For this exercise, return exactly the lines of the material below that begin at the one with "Unique user ID." and stop after the one with "#[derive(Debug, Clone)]".

*** Block opens ***

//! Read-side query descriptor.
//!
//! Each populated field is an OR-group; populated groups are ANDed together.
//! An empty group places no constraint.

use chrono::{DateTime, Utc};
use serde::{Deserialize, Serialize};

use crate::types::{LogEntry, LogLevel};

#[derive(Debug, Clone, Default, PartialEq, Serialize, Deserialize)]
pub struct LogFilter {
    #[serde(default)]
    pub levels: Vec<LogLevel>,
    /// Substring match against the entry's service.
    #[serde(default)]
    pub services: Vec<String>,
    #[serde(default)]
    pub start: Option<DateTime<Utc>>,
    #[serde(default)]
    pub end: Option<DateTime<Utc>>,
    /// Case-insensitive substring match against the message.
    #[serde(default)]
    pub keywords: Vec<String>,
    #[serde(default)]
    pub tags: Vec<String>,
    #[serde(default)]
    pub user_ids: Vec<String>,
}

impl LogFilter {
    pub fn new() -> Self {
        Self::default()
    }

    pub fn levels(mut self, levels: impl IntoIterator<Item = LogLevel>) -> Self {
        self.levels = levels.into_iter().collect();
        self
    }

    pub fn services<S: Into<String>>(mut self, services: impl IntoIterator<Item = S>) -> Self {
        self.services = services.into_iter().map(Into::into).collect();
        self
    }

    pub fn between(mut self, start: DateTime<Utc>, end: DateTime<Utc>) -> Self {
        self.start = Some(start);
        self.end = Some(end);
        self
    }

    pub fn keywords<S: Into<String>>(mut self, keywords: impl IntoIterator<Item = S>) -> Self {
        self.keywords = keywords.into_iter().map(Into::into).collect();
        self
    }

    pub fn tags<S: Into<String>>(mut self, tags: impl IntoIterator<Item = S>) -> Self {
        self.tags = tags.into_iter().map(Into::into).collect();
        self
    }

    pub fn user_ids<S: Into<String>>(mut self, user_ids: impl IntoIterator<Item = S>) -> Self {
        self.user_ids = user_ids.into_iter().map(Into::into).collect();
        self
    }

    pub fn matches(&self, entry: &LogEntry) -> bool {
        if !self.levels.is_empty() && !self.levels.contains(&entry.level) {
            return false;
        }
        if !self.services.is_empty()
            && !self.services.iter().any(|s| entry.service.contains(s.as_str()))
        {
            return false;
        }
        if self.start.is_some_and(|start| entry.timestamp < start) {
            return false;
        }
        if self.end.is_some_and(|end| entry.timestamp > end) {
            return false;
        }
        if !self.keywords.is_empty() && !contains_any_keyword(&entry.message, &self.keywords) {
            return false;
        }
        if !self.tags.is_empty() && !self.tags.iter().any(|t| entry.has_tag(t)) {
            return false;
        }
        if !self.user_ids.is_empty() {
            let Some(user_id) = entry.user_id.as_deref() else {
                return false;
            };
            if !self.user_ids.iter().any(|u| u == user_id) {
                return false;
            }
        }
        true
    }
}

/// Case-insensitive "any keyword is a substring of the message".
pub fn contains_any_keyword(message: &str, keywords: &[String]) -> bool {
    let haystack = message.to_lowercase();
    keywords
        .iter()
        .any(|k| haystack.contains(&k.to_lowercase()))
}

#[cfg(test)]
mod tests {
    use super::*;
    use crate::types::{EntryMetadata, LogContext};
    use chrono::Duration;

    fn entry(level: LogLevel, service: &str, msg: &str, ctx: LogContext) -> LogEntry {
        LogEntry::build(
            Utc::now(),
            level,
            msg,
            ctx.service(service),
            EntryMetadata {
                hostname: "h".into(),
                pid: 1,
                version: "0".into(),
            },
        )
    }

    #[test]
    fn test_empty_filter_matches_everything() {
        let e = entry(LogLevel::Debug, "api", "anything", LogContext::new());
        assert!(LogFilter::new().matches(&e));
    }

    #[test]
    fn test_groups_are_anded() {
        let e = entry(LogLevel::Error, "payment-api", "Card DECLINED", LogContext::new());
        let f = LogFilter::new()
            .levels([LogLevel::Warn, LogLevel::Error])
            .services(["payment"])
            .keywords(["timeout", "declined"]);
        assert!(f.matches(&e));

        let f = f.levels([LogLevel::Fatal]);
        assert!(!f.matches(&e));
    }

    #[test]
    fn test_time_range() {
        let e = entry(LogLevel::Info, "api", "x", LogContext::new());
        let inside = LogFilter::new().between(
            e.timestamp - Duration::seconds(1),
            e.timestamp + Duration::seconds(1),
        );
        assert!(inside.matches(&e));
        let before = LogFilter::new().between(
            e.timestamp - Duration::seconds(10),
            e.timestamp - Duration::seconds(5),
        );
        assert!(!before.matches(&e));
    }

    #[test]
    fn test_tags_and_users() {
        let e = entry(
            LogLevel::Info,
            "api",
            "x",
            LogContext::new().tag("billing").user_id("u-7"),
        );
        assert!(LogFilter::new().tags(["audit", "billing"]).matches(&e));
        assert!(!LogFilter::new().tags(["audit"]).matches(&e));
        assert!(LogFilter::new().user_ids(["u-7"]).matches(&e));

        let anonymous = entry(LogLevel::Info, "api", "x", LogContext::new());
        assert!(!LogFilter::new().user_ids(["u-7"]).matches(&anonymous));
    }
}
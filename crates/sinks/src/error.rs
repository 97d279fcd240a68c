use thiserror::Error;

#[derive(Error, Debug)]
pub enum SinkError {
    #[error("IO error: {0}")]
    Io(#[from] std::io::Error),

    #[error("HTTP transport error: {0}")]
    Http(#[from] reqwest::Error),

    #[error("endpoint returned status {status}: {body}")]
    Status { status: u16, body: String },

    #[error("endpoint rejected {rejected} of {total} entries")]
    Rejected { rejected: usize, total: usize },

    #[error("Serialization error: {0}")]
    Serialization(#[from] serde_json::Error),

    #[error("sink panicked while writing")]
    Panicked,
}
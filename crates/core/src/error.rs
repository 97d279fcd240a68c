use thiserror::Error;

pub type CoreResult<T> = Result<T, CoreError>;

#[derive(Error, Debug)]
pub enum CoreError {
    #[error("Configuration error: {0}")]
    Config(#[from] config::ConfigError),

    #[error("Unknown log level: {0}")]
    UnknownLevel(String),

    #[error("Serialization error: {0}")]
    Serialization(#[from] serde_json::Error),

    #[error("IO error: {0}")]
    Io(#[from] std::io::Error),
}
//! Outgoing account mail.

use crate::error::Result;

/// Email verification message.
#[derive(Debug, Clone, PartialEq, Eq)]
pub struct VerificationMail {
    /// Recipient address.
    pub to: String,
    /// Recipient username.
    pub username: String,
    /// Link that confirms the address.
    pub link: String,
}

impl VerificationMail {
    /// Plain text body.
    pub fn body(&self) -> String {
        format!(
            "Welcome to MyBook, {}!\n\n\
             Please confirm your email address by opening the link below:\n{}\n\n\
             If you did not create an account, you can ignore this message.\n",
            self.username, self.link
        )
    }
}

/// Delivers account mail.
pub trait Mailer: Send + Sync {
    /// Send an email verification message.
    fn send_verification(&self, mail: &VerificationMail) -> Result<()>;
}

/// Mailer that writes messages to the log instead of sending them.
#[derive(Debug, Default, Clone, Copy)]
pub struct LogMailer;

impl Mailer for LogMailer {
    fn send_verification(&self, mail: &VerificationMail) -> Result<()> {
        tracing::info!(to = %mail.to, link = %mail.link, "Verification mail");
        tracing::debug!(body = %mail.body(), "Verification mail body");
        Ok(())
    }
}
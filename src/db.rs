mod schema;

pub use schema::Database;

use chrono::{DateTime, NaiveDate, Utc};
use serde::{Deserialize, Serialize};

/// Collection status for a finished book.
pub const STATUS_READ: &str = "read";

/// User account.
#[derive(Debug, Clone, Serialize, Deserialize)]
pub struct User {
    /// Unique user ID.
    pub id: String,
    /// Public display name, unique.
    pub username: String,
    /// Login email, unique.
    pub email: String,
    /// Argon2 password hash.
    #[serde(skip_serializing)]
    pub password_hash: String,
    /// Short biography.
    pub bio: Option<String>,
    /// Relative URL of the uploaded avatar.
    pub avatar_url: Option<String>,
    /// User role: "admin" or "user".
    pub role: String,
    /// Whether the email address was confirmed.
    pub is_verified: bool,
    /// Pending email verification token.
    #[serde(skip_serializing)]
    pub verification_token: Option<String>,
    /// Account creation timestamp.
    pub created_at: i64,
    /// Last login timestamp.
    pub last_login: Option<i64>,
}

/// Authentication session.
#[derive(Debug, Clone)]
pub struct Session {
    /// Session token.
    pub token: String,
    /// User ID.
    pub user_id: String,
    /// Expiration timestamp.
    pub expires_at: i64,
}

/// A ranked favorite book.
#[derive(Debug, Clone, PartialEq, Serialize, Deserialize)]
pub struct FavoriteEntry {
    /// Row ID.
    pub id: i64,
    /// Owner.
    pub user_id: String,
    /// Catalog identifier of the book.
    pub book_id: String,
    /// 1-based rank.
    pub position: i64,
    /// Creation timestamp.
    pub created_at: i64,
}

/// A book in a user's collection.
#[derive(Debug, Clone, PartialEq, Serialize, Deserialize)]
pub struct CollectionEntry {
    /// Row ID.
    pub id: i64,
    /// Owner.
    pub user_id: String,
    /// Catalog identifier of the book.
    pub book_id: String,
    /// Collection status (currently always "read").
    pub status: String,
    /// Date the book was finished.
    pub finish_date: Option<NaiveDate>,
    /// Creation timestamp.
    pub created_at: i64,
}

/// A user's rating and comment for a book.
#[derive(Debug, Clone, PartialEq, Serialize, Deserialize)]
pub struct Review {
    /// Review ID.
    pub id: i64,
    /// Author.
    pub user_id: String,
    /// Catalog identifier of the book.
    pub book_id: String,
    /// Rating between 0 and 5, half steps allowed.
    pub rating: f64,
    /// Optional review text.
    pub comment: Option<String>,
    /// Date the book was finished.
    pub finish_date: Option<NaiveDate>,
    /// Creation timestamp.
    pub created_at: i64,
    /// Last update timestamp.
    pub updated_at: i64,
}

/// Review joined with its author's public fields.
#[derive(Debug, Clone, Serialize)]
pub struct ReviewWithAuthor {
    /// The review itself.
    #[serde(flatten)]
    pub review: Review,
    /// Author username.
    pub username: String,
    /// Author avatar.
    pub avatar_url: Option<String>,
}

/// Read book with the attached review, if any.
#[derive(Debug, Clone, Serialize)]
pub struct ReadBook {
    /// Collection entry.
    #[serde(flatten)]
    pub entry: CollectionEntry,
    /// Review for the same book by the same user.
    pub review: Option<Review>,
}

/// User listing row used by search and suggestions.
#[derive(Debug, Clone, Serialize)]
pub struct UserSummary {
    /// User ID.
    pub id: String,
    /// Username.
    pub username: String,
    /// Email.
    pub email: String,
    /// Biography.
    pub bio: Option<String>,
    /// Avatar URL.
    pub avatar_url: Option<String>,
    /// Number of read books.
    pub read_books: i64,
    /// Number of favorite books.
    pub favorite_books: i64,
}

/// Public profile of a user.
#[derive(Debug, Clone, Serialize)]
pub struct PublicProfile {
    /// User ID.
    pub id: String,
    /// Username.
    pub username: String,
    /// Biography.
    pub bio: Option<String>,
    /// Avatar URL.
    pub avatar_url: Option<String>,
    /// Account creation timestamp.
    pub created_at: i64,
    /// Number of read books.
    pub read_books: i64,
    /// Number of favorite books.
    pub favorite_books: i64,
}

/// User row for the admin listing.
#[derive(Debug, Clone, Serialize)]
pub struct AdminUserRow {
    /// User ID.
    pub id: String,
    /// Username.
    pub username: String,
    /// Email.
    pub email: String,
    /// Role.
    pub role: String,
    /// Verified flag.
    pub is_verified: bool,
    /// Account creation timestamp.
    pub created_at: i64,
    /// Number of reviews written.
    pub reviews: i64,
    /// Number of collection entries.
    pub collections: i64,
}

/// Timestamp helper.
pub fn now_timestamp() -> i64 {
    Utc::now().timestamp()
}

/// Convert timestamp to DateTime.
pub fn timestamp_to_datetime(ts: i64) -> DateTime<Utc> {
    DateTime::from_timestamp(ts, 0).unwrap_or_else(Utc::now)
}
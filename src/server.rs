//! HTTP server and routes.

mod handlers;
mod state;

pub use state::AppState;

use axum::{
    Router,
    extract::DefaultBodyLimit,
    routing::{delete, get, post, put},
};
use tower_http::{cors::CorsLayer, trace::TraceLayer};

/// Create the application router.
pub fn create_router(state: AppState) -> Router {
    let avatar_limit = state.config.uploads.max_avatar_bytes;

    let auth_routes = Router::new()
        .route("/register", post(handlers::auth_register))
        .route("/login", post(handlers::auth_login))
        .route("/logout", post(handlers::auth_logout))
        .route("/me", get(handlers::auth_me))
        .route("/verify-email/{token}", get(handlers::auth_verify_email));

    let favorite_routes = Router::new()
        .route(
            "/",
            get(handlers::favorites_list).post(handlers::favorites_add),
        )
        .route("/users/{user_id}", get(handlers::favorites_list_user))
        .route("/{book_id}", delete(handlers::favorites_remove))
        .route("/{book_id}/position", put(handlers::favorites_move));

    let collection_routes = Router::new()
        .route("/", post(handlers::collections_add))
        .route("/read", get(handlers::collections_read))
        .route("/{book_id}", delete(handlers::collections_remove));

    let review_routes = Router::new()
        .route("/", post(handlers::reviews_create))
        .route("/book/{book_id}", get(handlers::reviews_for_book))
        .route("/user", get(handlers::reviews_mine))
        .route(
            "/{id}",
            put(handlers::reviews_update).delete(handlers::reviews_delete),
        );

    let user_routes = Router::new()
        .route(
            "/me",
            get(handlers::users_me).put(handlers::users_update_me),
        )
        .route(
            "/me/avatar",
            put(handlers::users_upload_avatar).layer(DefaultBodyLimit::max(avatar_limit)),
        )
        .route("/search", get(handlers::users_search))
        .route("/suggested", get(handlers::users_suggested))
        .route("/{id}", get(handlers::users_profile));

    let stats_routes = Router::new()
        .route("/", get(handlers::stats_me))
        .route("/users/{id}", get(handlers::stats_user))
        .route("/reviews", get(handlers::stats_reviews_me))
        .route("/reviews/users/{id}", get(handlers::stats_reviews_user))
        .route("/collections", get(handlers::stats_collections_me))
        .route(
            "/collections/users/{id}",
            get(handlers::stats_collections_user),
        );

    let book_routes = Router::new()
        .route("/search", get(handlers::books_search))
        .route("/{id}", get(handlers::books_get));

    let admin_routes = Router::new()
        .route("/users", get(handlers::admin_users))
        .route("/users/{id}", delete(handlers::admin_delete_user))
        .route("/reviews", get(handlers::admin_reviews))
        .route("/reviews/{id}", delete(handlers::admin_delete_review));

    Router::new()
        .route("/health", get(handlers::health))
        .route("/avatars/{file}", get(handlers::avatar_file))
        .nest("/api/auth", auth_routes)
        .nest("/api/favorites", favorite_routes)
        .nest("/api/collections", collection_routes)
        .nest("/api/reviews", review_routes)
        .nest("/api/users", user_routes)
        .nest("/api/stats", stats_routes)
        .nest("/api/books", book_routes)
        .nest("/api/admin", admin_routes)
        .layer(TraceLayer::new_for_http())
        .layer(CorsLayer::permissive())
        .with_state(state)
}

*** Block closes ***

* _Finished task_:
    /// Unique user ID.
    pub id: String,
    /// Public display name, unique.
    pub username: String,
    /// Login email, unique.
    pub email: String,
    /// Argon2 password hash.
    #[serde(skip_serializing)]
    pub password_hash: String,
    /// Short biography.
    pub bio: Option<String>,
    /// Relative URL of the uploaded avatar.
    pub avatar_url: Option<String>,
    /// User role: "admin" or "user".
    pub role: String,
    /// Whether the email address was confirmed.
    pub is_verified: bool,
    /// Pending email verification token.
    #[serde(skip_serializing)]
    pub verification_token: Option<String>,
    /// Account creation timestamp.
    pub created_at: i64,
    /// Last login timestamp.
    pub last_login: Option<i64>,
}

/// Authentication session.
#[derive(Debug, Clone)]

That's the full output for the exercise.